AT&T is widely reported to be nearing a deal to acquire DTH provider DirecTV for close to US$50bn.
The consideration would be largely made up of stock and the companies could agree the merger within the next two weeks.
DirecTV’s shares are currently…
AT&T is widely reported to be nearing a deal to acquire DTH provider DirecTV for close to US$50bn.
The consideration would be largely made up of stock and the companies could agree the merger within the next two weeks.
DirecTV’s shares are currently trading at around US$87, and reports suggest that the parties could do a deal at a price of US$95 per share, which would value DirecTV at more than US$48bn. The price will partly be determined by how much cash AT&T is willing to part with, the reports said.
AT&T is said to be keen to limit its borrowing to protect its credit rating, yet is wary of issuing too much stock due to the future dividend obligations it would be saddled with.
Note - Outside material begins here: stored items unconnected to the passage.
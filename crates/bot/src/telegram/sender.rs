//! `TelegramSender`: teloxide-backed [`ChatSender`].

use shopbot_core::{InlineKeyboard, OutboundAction};
use teloxide::Bot;
use teloxide::payloads::{AnswerCallbackQuerySetters, SendMessageSetters, SendPhotoSetters};
use teloxide::prelude::Requester;
use teloxide::types::{ChatId, InlineKeyboardButton, InlineKeyboardMarkup, InputFile, MessageId};
use tracing::{debug, instrument};
use url::Url;

use super::{ChatSender, TelegramError};

/// Sends messages through the Telegram Bot API.
#[derive(Clone)]
pub struct TelegramSender {
    bot: Bot,
}

impl std::fmt::Debug for TelegramSender {
    fn fmt(&self, f: &mut std::fmt::Formatter<'_>) -> std::fmt::Result {
        f.debug_struct("TelegramSender")
            .field("bot", &"[REDACTED]")
            .finish()
    }
}

impl TelegramSender {
    /// Wrap a bot handle.
    #[must_use]
    pub const fn new(bot: Bot) -> Self {
        Self { bot }
    }
}

impl ChatSender for TelegramSender {
    #[instrument(skip_all)]
    async fn perform(&self, action: &OutboundAction) -> Result<(), TelegramError> {
        match action {
            OutboundAction::SendText {
                chat_id,
                text,
                keyboard,
            } => {
                let request = self.bot.send_message(ChatId(chat_id.get()), text);
                let message = match keyboard {
                    Some(keyboard) => request.reply_markup(markup(keyboard)).await?,
                    None => request.await?,
                };
                debug!(chat_id = %chat_id, message_id = message.id.0, "Sent text");
            }
            OutboundAction::SendPhoto {
                chat_id,
                photo_url,
                caption,
                keyboard,
            } => {
                let url = Url::parse(photo_url).map_err(|source| TelegramError::InvalidUrl {
                    url: photo_url.clone(),
                    source,
                })?;
                let message = self
                    .bot
                    .send_photo(ChatId(chat_id.get()), InputFile::url(url))
                    .caption(caption)
                    .reply_markup(markup(keyboard))
                    .await?;
                debug!(chat_id = %chat_id, message_id = message.id.0, "Sent photo");
            }
            OutboundAction::DeleteMessage {
                chat_id,
                message_id,
            } => {
                self.bot
                    .delete_message(ChatId(chat_id.get()), MessageId(message_id.get()))
                    .await?;
                debug!(chat_id = %chat_id, message_id = %message_id, "Deleted message");
            }
            OutboundAction::AnswerCallback { callback_id, text } => {
                self.bot
                    .answer_callback_query(callback_id.clone())
                    .text(text)
                    .await?;
            }
        }
        Ok(())
    }
}

/// Build a teloxide inline keyboard.
fn markup(keyboard: &InlineKeyboard) -> InlineKeyboardMarkup {
    InlineKeyboardMarkup::new(keyboard.rows.iter().map(|row| {
        row.iter()
            .map(|button| InlineKeyboardButton::callback(&button.label, &button.data))
            .collect::<Vec<_>>()
    }))
}

#[cfg(test)]
mod tests {
    use super::*;
    use shopbot_core::InlineButton;
    use teloxide::types::InlineKeyboardButtonKind;

    #[test]
    fn test_markup_keeps_layout_and_data() {
        let keyboard = InlineKeyboard::new()
            .row(vec![
                InlineButton::new("1 pc.", "1,p"),
                InlineButton::new("3 pcs.", "3,p"),
            ])
            .row(vec![InlineButton::new("Back", "back")]);

        let markup = markup(&keyboard);

        assert_eq!(markup.inline_keyboard.len(), 2);
        assert_eq!(markup.inline_keyboard[0].len(), 2);
        let button = &markup.inline_keyboard[1][0];
        assert_eq!(button.text, "Back");
        assert!(matches!(
            &button.kind,
            InlineKeyboardButtonKind::CallbackData(data) if data == "back"
        ));
    }
}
A deal at US$95 per share would represent a premium of more than 22% to DirecTV’s share price prior to 1 May, the day when rumours about talks between the two companies first emerged.
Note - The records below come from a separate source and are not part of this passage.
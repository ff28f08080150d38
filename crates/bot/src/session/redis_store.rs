//! Redis-backed session store.
//!
//! Keys are the bare chat id and values the state token, so sessions
//! written by earlier deployments stay readable.

use redis::AsyncCommands;
use redis::aio::MultiplexedConnection;
use secrecy::ExposeSecret;
use shopbot_core::{ChatId, SessionState};
use tracing::{debug, instrument};

use super::{SessionError, SessionStore};
use crate::config::RedisConfig;

/// Sessions stored in Redis as plain strings.
#[derive(Clone)]
pub struct RedisSessionStore {
    connection: MultiplexedConnection,
}

impl std::fmt::Debug for RedisSessionStore {
    fn fmt(&self, f: &mut std::fmt::Formatter<'_>) -> std::fmt::Result {
        f.debug_struct("RedisSessionStore").finish_non_exhaustive()
    }
}

impl RedisSessionStore {
    /// Connect to Redis.
    ///
    /// # Errors
    ///
    /// Returns `SessionError::Redis` if the URL is invalid or the server
    /// cannot be reached.
    #[instrument(skip(config), fields(host = %config.host, port = config.port))]
    pub async fn connect(config: &RedisConfig) -> Result<Self, SessionError> {
        let client = redis::Client::open(config.url().expose_secret())?;
        let connection = client.get_multiplexed_async_connection().await?;
        debug!("Connected to Redis");
        Ok(Self { connection })
    }
}

impl SessionStore for RedisSessionStore {
    #[instrument(skip(self), fields(chat_id = %chat_id))]
    async fn get(&self, chat_id: ChatId) -> Result<Option<SessionState>, SessionError> {
        let mut connection = self.connection.clone();
        let token: Option<String> = connection.get(chat_id.get()).await?;
        Ok(token.map(|t| t.parse()).transpose()?)
    }

    #[instrument(skip(self), fields(chat_id = %chat_id, state = %state))]
    async fn set(&self, chat_id: ChatId, state: SessionState) -> Result<(), SessionError> {
        let mut connection = self.connection.clone();
        let () = connection.set(chat_id.get(), state.as_str()).await?;
        Ok(())
    }
}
Beyond agreeing on the offer price, the companies also have to discuss a break-up fee. A Reuters report suggested that another point of contention could be finding a role for DirecTV CEO Mike White, while Bloomberg reported that the CEO is set to retire after 2015. Goldman Sachs is advising DirecTV on its options.
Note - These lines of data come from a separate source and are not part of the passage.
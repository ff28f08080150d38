//! `DialogueEngine`: resolves session state, runs handlers, persists.

use shopbot_core::{InboundEvent, SessionState};
use tracing::{debug, instrument};

use super::handlers;
use crate::error::{BotError, Result, report};
use crate::moltin::CommerceApi;
use crate::session::SessionStore;
use crate::telegram::ChatSender;

/// The only input that resets a session.
pub const START_COMMAND: &str = "/start";

/// Drives the shopping flow for every chat.
///
/// Holds its collaborators explicitly; nothing is read from globals.
#[derive(Debug)]
pub struct DialogueEngine<C, S, St> {
    commerce: C,
    sender: S,
    sessions: St,
}

impl<C, S, St> DialogueEngine<C, S, St>
where
    C: CommerceApi,
    S: ChatSender,
    St: SessionStore,
{
    /// Create an engine from its collaborators.
    #[must_use]
    pub const fn new(commerce: C, sender: S, sessions: St) -> Self {
        Self {
            commerce,
            sender,
            sessions,
        }
    }

    /// The commerce API used by handlers.
    pub const fn commerce(&self) -> &C {
        &self.commerce
    }

    /// The chat sender performing replies.
    pub const fn sender(&self) -> &S {
        &self.sender
    }

    /// The session store.
    pub const fn sessions(&self) -> &St {
        &self.sessions
    }

    /// Handle one event, logging instead of returning errors.
    ///
    /// A failed turn sends nothing further and leaves the chat's stored
    /// state untouched.
    #[instrument(
        skip_all,
        fields(chat_id = %event.chat_id(), user_id = %event.sender().id, kind = event.kind())
    )]
    pub async fn handle(&self, event: InboundEvent) {
        let chat_id = event.chat_id();

        let state = match self.resolve_state(&event).await {
            Ok(state) => state,
            Err(err) => {
                report(&err, chat_id, None);
                return;
            }
        };

        match self.run_turn(state, &event).await {
            Ok(next) => debug!(from = %state, to = %next, "Turn complete"),
            Err(err) => report(&err, chat_id, Some(state)),
        }
    }

    /// Handle one event and return the persisted next state.
    ///
    /// # Errors
    ///
    /// Returns `BotError::UnknownSession` if the chat has no session and
    /// the event is not `/start`, or whatever the handler, the chat sender
    /// or the session store fail with.
    pub async fn process(&self, event: &InboundEvent) -> Result<SessionState> {
        let state = self.resolve_state(event).await?;
        self.run_turn(state, event).await
    }

    /// Work out which handler the event goes to.
    async fn resolve_state(&self, event: &InboundEvent) -> Result<SessionState> {
        if event.user_reply() == START_COMMAND {
            return Ok(SessionState::Start);
        }

        let chat_id = event.chat_id();
        self.sessions
            .get(chat_id)
            .await?
            .ok_or(BotError::UnknownSession { chat_id })
    }

    async fn run_turn(&self, state: SessionState, event: &InboundEvent) -> Result<SessionState> {
        let reply = handlers::dispatch(state, event, &self.commerce).await?;

        for action in &reply.actions {
            self.sender.perform(action).await?;
        }

        self.sessions.set(event.chat_id(), reply.next).await?;
        Ok(reply.next)
    }
}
A merger between the telco and the satellite giant would create a company with approximately 25 million pay-TV subscribers; a significant step up from AT&T’s current 5 million subscriber base through its U-verse service.
AT&T and DirecTV already have a cross-marketing agreement across 22 states whereby they offer a co-branded version of DirecTV’s television where AT&T offers residential broadband and telephone services.
Should AT&T and DirecTV close a deal it would create a pay-TV provider to rival the size of a combined Comcast/Time Warner Cable, which agreed to merger earlier this year and are set to have 30 million subscribers. A further mega-deal in the offing is Sprint Corp’s potential takeover of T-Mobile US, although this is seen as having the lowest chance of regulatory success out of the three transactions.
One company which looks set to miss out in this wave of consolidation is DirecTV’s main DTH rival, Dish Network. That AT&T is pursuing DirecTV ahead of Dish has been a surprise to some analysts, as in addition to satellite broadcasting Dish also has significant spectrum holdings.
However, DirecTV has 20 million subscribers compared to Dish’s 14 million, and a better credit rating.
New Street Research analyst Jonathan Chaplin was sceptical about the tie-up. “It brings very little strategic value in our view. We continue to believe Dish would be a far better target for AT&T given Dish’s spectrum position,” he wrote in a memo to investors.
Chaplin suggested that a DirecTV acquisition would do little to help AT&T’s mobile business, whereas a Dish deal would double its wireless capacity.
“Wireless is facing pricing pressure, the threat of a resurgent Sprint at some point, and likely well-funded new entrants from cable – this is the business that AT&T needs to defend,” Chaplin argued.
For AT&T, a move into DTH broadcasting would mark a change in tack given that the operator had been eyeing the European market to capitalise on the growing demand for data services.
However, in March, AT&T’s CEO Randall Stephenson and CFO John Stephens both said that the window to do a wireless deal in Europe may be closing.